> _WORK REQUIRED_: Only some lines are wanted. Transcribe, exactly, the lines below from the line with "in one call." up to and including the line with "Multiplexer protocol ids in preference order.".

Stored items:

= = = =

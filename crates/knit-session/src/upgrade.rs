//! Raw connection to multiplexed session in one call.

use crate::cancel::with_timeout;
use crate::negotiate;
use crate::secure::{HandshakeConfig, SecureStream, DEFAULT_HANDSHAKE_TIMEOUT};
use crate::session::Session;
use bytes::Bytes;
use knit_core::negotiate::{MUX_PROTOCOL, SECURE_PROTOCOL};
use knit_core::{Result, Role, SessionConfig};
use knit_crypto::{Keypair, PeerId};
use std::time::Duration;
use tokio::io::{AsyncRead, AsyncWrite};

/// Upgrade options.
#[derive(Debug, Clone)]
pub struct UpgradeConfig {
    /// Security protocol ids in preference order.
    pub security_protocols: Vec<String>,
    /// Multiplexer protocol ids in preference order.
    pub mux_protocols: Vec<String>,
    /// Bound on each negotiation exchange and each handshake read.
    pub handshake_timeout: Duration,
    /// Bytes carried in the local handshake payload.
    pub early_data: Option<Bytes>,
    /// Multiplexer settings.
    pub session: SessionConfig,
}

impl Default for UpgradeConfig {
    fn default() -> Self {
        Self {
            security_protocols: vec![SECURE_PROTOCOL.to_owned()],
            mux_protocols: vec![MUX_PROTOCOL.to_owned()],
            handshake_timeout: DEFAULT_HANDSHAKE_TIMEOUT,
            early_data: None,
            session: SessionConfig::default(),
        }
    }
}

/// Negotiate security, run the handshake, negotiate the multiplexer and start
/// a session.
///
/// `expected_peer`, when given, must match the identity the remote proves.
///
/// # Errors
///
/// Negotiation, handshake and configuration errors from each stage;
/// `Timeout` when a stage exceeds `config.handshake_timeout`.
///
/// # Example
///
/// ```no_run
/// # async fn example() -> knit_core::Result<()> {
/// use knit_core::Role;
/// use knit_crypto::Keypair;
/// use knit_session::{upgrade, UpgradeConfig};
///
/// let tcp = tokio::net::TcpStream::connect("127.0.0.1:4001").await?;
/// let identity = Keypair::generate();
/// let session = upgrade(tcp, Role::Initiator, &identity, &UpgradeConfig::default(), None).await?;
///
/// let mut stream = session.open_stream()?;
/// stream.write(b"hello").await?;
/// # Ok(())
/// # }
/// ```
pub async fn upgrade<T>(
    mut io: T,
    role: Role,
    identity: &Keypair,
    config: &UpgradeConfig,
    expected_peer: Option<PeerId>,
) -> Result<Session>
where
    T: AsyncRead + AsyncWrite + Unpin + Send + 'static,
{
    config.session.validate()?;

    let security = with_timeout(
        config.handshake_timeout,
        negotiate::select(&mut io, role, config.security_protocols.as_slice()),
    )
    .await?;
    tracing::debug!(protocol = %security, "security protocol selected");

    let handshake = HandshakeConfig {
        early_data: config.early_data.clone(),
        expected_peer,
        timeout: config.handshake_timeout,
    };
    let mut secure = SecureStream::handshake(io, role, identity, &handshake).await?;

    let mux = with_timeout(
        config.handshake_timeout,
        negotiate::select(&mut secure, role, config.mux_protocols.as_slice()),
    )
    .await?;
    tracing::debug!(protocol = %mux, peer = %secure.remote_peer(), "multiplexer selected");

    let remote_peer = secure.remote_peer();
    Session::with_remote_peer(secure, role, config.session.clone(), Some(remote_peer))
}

= = = =

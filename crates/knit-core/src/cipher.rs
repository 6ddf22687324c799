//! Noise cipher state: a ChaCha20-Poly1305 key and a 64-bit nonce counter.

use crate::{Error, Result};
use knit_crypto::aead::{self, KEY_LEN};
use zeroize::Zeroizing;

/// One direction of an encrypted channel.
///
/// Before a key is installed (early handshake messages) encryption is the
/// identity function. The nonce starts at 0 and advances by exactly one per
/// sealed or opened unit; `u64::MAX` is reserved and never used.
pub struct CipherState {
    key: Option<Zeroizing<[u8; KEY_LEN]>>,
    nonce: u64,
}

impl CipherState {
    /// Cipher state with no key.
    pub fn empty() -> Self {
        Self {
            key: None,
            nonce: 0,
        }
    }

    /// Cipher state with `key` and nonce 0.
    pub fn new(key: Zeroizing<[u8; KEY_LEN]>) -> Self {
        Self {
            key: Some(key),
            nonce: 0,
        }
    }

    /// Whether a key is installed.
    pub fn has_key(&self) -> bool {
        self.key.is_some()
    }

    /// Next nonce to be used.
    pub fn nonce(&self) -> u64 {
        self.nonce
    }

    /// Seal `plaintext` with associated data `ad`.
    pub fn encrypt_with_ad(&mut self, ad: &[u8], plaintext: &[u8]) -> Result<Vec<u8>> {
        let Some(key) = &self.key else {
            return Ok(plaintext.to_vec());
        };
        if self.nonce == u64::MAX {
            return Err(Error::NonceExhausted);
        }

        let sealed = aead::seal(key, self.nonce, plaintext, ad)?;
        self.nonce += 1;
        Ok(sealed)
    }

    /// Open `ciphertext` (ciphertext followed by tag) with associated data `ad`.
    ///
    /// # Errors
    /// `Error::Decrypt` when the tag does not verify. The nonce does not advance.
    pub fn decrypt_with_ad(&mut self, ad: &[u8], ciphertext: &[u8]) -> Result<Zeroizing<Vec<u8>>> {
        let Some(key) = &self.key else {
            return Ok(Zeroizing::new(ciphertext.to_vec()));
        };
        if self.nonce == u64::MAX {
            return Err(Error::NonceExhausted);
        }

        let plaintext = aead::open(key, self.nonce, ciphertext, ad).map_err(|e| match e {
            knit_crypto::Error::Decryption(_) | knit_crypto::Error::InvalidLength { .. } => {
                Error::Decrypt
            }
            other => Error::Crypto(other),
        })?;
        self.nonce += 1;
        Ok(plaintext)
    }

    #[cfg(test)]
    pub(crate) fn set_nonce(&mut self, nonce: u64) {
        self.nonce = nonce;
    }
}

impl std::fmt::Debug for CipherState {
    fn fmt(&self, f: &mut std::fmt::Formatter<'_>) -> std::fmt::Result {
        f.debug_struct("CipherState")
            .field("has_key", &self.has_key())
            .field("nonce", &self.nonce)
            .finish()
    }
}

= = = =

> _ANSWER BELOW_:
//! Raw connection to multiplexed session in one call.

use crate::cancel::with_timeout;
use crate::negotiate;
use crate::secure::{HandshakeConfig, SecureStream, DEFAULT_HANDSHAKE_TIMEOUT};
use crate::session::Session;
use bytes::Bytes;
use knit_core::negotiate::{MUX_PROTOCOL, SECURE_PROTOCOL};
use knit_core::{Result, Role, SessionConfig};
use knit_crypto::{Keypair, PeerId};
use std::time::Duration;
use tokio::io::{AsyncRead, AsyncWrite};

/// Upgrade options.
#[derive(Debug, Clone)]
pub struct UpgradeConfig {
    /// Security protocol ids in preference order.
    pub security_protocols: Vec<String>,
    /// Multiplexer protocol ids in preference order.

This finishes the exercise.